地域語の経済と社会 ―方言みやげ・グッズとその周辺―

第114回 山下暁美さん:おいしい方言(熊本県)

筆者:
2010年8月28日

おいしい方言について、今回は、九州の熊本県をご紹介します。
 「うまかばい。いっぺん食べたら忘れられんけん!」【写真1】
 「~ばい」(~よ・~ぞ)は、自分の気持ちを相手に伝えたいときの終助詞です。
理由を表す「けん」(から)は、中国地方以南に分布します。中国地方では「ケー」、大分県では「キー」というところもあります。火の国熊本のとんこつ特製スープ付のラーメンです。「二人前」(ににんまえ)と通常書いてあると思いますが、「お二人前」(おふたりまえ)と書いてあるのは、丁寧さをそえているのでしょうか。

左:【写真1】 右:【写真2】

「食べてみんね」【写真2・食べてみないの】は、日本一大きいと言われる天草のにわとり、天草大王が入った鍋料理です。「~ね」は、「なんばいうとね」(なにをいっているの)のように話し手の気持ちを伝える終助詞です。

【写真3】「だごうまか」
【写真3】

「だごうまか」【写真3・とてもおいしいよ】とあるのは、熊本のおみやげ、冷しいきなり団子です。熊本のよいおみやげ「よかもん」決定戦コンクール2007で選ばれたそうです。「だご」は、「とても・非常に」の意味で「団子」(だんご)とかけことばになっています。九州では、方言のもち味をうまく活かして、若者たちがことば遊びを楽しんでいるそうです。「うまか」は、「うまい」と断定することを避けて、「うまか」「よか」などと言います。「いきなり団子」の「いきなり」には、「やりっぱなし」「でだらめ」という意味や「簡単な」という意味があります。

【写真4】「どんこん」
【写真4】

「どんこん、たまがっどぉ!!」【写真4】の「どんこん」は、「たくさん」「とても」「いっぱい」の意味で、「たまがっどぉ!!」は「びっくりするぞ」の意味です。「たまがる」(びっくりする)は、九州全域に分布しています。「たまがす」「たまげらかす」(驚かす)という言い方も熊本県にあります。「魂消」(たまがす)と漢字で書くと意味がわかります。「たまがる」は九州地方に分布しますが、よく似た形の「たまげる」は、東日本に分布しています。

筆者プロフィール

言語経済学研究会 The Society for Econolinguistics

井上史雄,大橋敦夫,田中宣廣,日高貢一郎,山下暁美(五十音順)の5名。日本各地また世界各国における言語の商業的利用や拡張活用について調査分析し,言語経済学の構築と理論発展を進めている。

(言語経済学や当研究会については,このシリーズの第1回後半部をご参照ください)

 

  • 山下 暁美(やました・あけみ)

明海大学客員教授(日本語教育学・社会言語学)。博士(学術)。
研究テーマは、言語変化、談話分析による待遇表現、日本語教育政策。
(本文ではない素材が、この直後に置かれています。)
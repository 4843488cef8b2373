//! Audio output devices.
//!
//! A device plays one chunk at a time and reports progress through the
//! event receiver returned by [`PlaybackDevice::play`]. Starting a new
//! chunk or calling [`stop`](PlaybackDevice::stop) abandons the previous
//! receiver; the playback context drops it so late events cannot leak
//! into the next chunk.

mod file;
#[cfg(feature = "rodio")]
mod speaker;

use std::time::Duration;

use narrate_core::{AudioChunk, TimeInfo};
use tokio::sync::mpsc;

use crate::error::PlaybackError;

pub use file::FileDevice;
#[cfg(feature = "rodio")]
pub use speaker::RodioDevice;

/// Progress of the chunk handed to [`PlaybackDevice::play`].
#[derive(Debug, Clone, PartialEq, Eq)]
pub enum DeviceEvent {
    /// Audio output actually began.
    Started,
    /// The chunk played to its end.
    Finished,
    /// The chunk could not be played to its end.
    Errored(String),
}

/// An output the playback context can drive.
///
/// Calls are made from the playback context's task and must return
/// promptly; long-running work belongs on the device's own thread.
pub trait PlaybackDevice: Send + 'static {
    /// Begin playing `chunk`, replacing anything currently playing.
    fn play(
        &mut self,
        chunk: &AudioChunk,
    ) -> Result<mpsc::UnboundedReceiver<DeviceEvent>, PlaybackError>;

    fn pause(&mut self) -> Result<(), PlaybackError>;

    fn resume(&mut self) -> Result<(), PlaybackError>;

    /// Stop and release the current chunk. No further events are sent for it.
    fn stop(&mut self);

    /// Position of the current chunk, if anything is loaded.
    fn time_info(&self) -> Option<TimeInfo>;

    /// Seek within the current chunk.
    fn seek(&mut self, position: Duration) -> Result<(), PlaybackError>;
}

impl<D: PlaybackDevice + ?Sized> PlaybackDevice for Box<D> {
    fn play(
        &mut self,
        chunk: &AudioChunk,
    ) -> Result<mpsc::UnboundedReceiver<DeviceEvent>, PlaybackError> {
        (**self).play(chunk)
    }

    fn pause(&mut self) -> Result<(), PlaybackError> {
        (**self).pause()
    }

    fn resume(&mut self) -> Result<(), PlaybackError> {
        (**self).resume()
    }

    fn stop(&mut self) {
        (**self).stop();
    }

    fn time_info(&self) -> Option<TimeInfo> {
        (**self).time_info()
    }

    fn seek(&mut self, position: Duration) -> Result<(), PlaybackError> {
        (**self).seek(position)
    }
}
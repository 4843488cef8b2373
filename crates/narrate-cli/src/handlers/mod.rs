//! Command handlers.
//!
//! Each handler is a thin wrapper that turns parsed arguments into library
//! calls and formats the result for the terminal.

pub mod chunks;
pub mod config;
pub mod paths;
pub mod read;
#[cfg(test)]
mod tests {
    use std::sync::{Arc, Mutex};

    use super::*;

    /// Records what it was asked to play; finishes only when told to.
    #[derive(Clone, Default)]
    struct ManualDevice {
        played: Arc<Mutex<Vec<usize>>>,
        senders: Arc<Mutex<Vec<mpsc::UnboundedSender<DeviceEvent>>>>,
    }

    impl ManualDevice {
        fn finish_current(&self) {
            if let Some(tx) = self.senders.lock().unwrap().last() {
                let _ = tx.send(DeviceEvent::Finished);
            }
        }
    }

    impl PlaybackDevice for ManualDevice {
        fn play(
            &mut self,
            chunk: &AudioChunk,
        ) -> Result<mpsc::UnboundedReceiver<DeviceEvent>, PlaybackError> {
            let (tx, rx) = mpsc::unbounded_channel();
            let _ = tx.send(DeviceEvent::Started);
            self.played.lock().unwrap().push(chunk.index);
            self.senders.lock().unwrap().push(tx);
            Ok(rx)
        }

        fn pause(&mut self) -> Result<(), PlaybackError> {
            Ok(())
        }

        fn resume(&mut self) -> Result<(), PlaybackError> {
            Ok(())
        }

        fn stop(&mut self) {}

        fn time_info(&self) -> Option<TimeInfo> {
            Some(TimeInfo {
                current_time: 0.5,
                duration: Some(1.0),
            })
        }

        fn seek(&mut self, _position: Duration) -> Result<(), PlaybackError> {
            Ok(())
        }
    }

    fn chunk(session: u64, index: usize) -> AudioChunk {
        AudioChunk::new(SessionId::new(session), index, vec![1, 2, 3], "audio/wav")
    }

    async fn next_event(rx: &mut mpsc::UnboundedReceiver<PlaybackEvent>) -> PlaybackEvent {
        tokio::time::timeout(Duration::from_secs(2), rx.recv())
            .await
            .expect("timed out waiting for playback event")
            .expect("playback context closed")
    }

    #[tokio::test]
    async fn test_plays_in_order_and_drains() {
        let device = ManualDevice::default();
        let (handle, mut events) = spawn(Box::new(device.clone()), Duration::from_secs(60));
        let session = SessionId::new(1);

        handle.begin(session, 2);
        handle.submit(chunk(1, 1));
        handle.submit(chunk(1, 0));

        assert_eq!(next_event(&mut events).await, PlaybackEvent::Ready { session, index: 0 });
        assert_eq!(
            next_event(&mut events).await,
            PlaybackEvent::Started { session, index: 0, total: 2 }
        );

        device.finish_current();
        assert_eq!(next_event(&mut events).await, PlaybackEvent::Ready { session, index: 1 });
        assert_eq!(
            next_event(&mut events).await,
            PlaybackEvent::Started { session, index: 1, total: 2 }
        );

        device.finish_current();
        assert_eq!(next_event(&mut events).await, PlaybackEvent::Drained { session });
        assert_eq!(*device.played.lock().unwrap(), vec![0, 1]);

        let stats = handle.stats().await.unwrap();
        assert_eq!(stats.live_buffers, 0);
        assert_eq!(stats.expected_index, 2);
    }

    #[tokio::test]
    async fn test_pause_holds_next_chunk() {
        let device = ManualDevice::default();
        let (handle, mut events) = spawn(Box::new(device.clone()), Duration::from_secs(60));
        let session = SessionId::new(1);

        handle.begin(session, 2);
        handle.submit(chunk(1, 0));
        next_event(&mut events).await;
        next_event(&mut events).await;

        tokio_test::assert_ok!(handle.pause().await);
        handle.submit(chunk(1, 1));
        device.finish_current();

        let stats = handle.stats().await.unwrap();
        assert!(stats.paused);
        assert_eq!(stats.pending, 1);
        assert_eq!(*device.played.lock().unwrap(), vec![0]);

        tokio_test::assert_ok!(handle.resume().await);
        assert_eq!(next_event(&mut events).await, PlaybackEvent::Ready { session, index: 1 });
    }

    #[tokio::test]
    async fn test_stop_all_releases_buffers() {
        let device = ManualDevice::default();
        let (handle, mut events) = spawn(Box::new(device.clone()), Duration::from_secs(60));

        handle.begin(SessionId::new(1), 3);
        handle.submit(chunk(1, 0));
        handle.submit(chunk(1, 2));
        next_event(&mut events).await;

        assert_eq!(handle.stats().await.unwrap().live_buffers, 2);
        handle.stop_all();

        let stats = handle.stats().await.unwrap();
        assert_eq!(stats.live_buffers, 0);
        assert_eq!(stats.pending, 0);
        assert!(stats.session_id.is_none());
        assert!(matches!(
            handle.seek(Duration::from_secs(1)).await,
            Err(PlaybackError::NothingPlaying)
        ));
    }

    #[tokio::test]
    async fn test_time_updates_while_playing() {
        let device = ManualDevice::default();
        let (handle, mut events) = spawn(Box::new(device), Duration::from_millis(10));
        let session = SessionId::new(1);

        handle.begin(session, 1);
        handle.submit(chunk(1, 0));

        loop {
            if let PlaybackEvent::Time { session: s, info } = next_event(&mut events).await {
                assert_eq!(s, session);
                assert!((info.current_time - 0.5).abs() < f64::EPSILON);
                break;
            }
        }
        assert!(handle.time_info().await.is_some());
    }

    #[tokio::test]
    async fn test_new_session_discards_old_chunks() {
        let device = ManualDevice::default();
        let (handle, mut events) = spawn(Box::new(device.clone()), Duration::from_secs(60));

        handle.begin(SessionId::new(1), 2);
        handle.begin(SessionId::new(2), 1);
        handle.submit(chunk(1, 0));
        handle.submit(chunk(2, 0));

        assert_eq!(
            next_event(&mut events).await,
            PlaybackEvent::Ready { session: SessionId::new(2), index: 0 }
        );
        assert_eq!(device.played.lock().unwrap().len(), 1);
    }

    #[test]
    fn test_stats_json_shape() {
        let stats = PlaybackStats {
            session_id: SessionId::new(5),
            expected_index: 2,
            pending: 1,
            live_buffers: 2,
            paused: true,
        };
        assert_eq!(
            serde_json::to_value(stats).unwrap(),
            serde_json::json!({
                "sessionId": 5,
                "expectedIndex": 2,
                "pending": 1,
                "liveBuffers": 2,
                "paused": true,
            })
        );
    }
}
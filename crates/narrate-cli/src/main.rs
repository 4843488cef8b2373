//! CLI entry point.
//!
//! Parses arguments, sets up logging, and dispatches to a handler.

use clap::{CommandFactory, Parser};
use tracing_subscriber::EnvFilter;

use narrate_cli::{Cli, Commands, handlers};

/// Log to stderr so progress output and piped data stay clean.
/// `RUST_LOG` wins over `--verbose`.
fn init_tracing(verbose: bool) {
    let default = if verbose {
        "narrate_cli=debug,narrate_speech=debug,narrate_core=debug"
    } else {
        "warn"
    };
    let filter = EnvFilter::try_from_default_env().unwrap_or_else(|_| EnvFilter::new(default));
    tracing_subscriber::fmt()
        .with_env_filter(filter)
        .with_writer(std::io::stderr)
        .init();
}

#[tokio::main]
async fn main() -> anyhow::Result<()> {
    // Load environment variables (NARRATE_* defaults for flags)
    dotenvy::dotenv().ok();

    let cli = Cli::parse();
    init_tracing(cli.verbose);

    let Some(command) = cli.command else {
        Cli::command().print_help()?;
        return Ok(());
    };

    match command {
        Commands::Read(args) => handlers::read::execute(args).await?,
        Commands::Chunks(args) => handlers::chunks::execute(args).await?,
        Commands::Config { command } => handlers::config::execute(command)?,
        Commands::Paths => handlers::paths::execute()?,
    }

    Ok(())
}
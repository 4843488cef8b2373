//! OpenAI-compatible `/v1/audio/speech` client.

use async_trait::async_trait;
use narrate_core::ReaderSettings;
use reqwest::header::{ACCEPT, CONTENT_TYPE};
use serde::Serialize;
use tokio_util::sync::CancellationToken;

use super::{SpeechSynthesizer, SynthesizedAudio, validate_request};
use crate::error::SynthesisError;

/// `Accept` header sent with every request.
pub const ACCEPT_AUDIO: &str = "audio/mpeg, audio/wav, audio/*";

/// MIME type assumed when the response declares none.
pub const DEFAULT_MIME_TYPE: &str = "audio/mpeg";

/// Longest slice of an error body quoted in a network error.
const ERROR_BODY_PREVIEW: usize = 200;

#[derive(Serialize)]
struct SpeechRequest<'a> {
    model: &'a str,
    voice: &'a str,
    input: &'a str,
    speed: f32,
}

/// Posts each segment to `settings.endpoint_url` and returns the audio body.
#[derive(Debug, Clone, Default)]
pub struct HttpSynthesizer {
    client: reqwest::Client,
}

impl HttpSynthesizer {
    pub fn new() -> Self {
        Self::default()
    }

    async fn fetch(
        &self,
        text: &str,
        settings: &ReaderSettings,
    ) -> Result<SynthesizedAudio, SynthesisError> {
        let body = SpeechRequest {
            model: &settings.model,
            voice: settings.voice.trim(),
            input: text,
            speed: settings.speed,
        };

        let response = self
            .client
            .post(settings.endpoint_url.trim())
            .header(ACCEPT, ACCEPT_AUDIO)
            .json(&body)
            .send()
            .await?;

        let status = response.status();
        if !status.is_success() {
            let detail = response.text().await.unwrap_or_default();
            let detail: String = detail.trim().chars().take(ERROR_BODY_PREVIEW).collect();
            return Err(SynthesisError::Network {
                status: Some(status.as_u16()),
                message: if detail.is_empty() {
                    status.to_string()
                } else {
                    detail
                },
            });
        }

        let mime_type = match response.headers().get(CONTENT_TYPE) {
            None => DEFAULT_MIME_TYPE.to_string(),
            Some(value) => {
                let declared = value.to_str().unwrap_or_default().trim();
                if !is_audio_type(declared) {
                    return Err(SynthesisError::Validation(format!(
                        "endpoint returned non-audio content type '{declared}'"
                    )));
                }
                declared.to_string()
            }
        };

        let payload = response.bytes().await?;
        if payload.is_empty() {
            return Err(SynthesisError::Network {
                status: Some(status.as_u16()),
                message: "endpoint returned an empty audio payload".to_string(),
            });
        }

        Ok(SynthesizedAudio { payload, mime_type })
    }
}

#[async_trait]
impl SpeechSynthesizer for HttpSynthesizer {
    async fn synthesize(
        &self,
        text: &str,
        settings: &ReaderSettings,
        cancel: &CancellationToken,
    ) -> Result<SynthesizedAudio, SynthesisError> {
        validate_request(text, settings)?;

        if cancel.is_cancelled() {
            return Err(SynthesisError::Cancelled);
        }

        tokio::select! {
            biased;
            () = cancel.cancelled() => Err(SynthesisError::Cancelled),
            result = self.fetch(text, settings) => result,
        }
    }
}

/// `audio/*` with optional parameters, case-insensitive.
fn is_audio_type(content_type: &str) -> bool {
    content_type
        .get(..6)
        .is_some_and(|prefix| prefix.eq_ignore_ascii_case("audio/"))
}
在日外国人のための「もっとやさしい日本語」構想、災害時の『命綱カード』作成に取り組んでいる。
著書に『書き込み式でよくわかる日本語教育文法講義ノート』(共著、アルク)、『海外の日本語の新しい言語秩序』(単著、三元社)、『スキルアップ文章表現』(共著、おうふう)、『スキルアップ日本語表現』(単著、おうふう)、『解説日本語教育史年表(Excel 年表データ付)』(単著、国書刊行会)、『ふしぎびっくり語源博物館4 歴史・芸能・遊びのことば』(共著、ほるぷ出版)などがある。

『書き込み式でよくわかる 日本語教育文法講義ノート』 『海外の日本語の新しい言語秩序―日系ブラジル・日系アメリカ人社会における日本語による敬意表現』

編集部から

皆さんもどこかで見たことがあるであろう、方言の書かれた湯のみ茶碗やのれんや手ぬぐい……。方言もあまり聞かれなくなってきた(と多くの方が思っている)昨今、それらは味のあるもの、懐かしいにおいがするものとして受け取られているのではないでしょうか。

方言みやげやグッズから見えてくる、「地域語の経済と社会」とは。方言研究の第一線でご活躍中の先生方によるリレー連載です。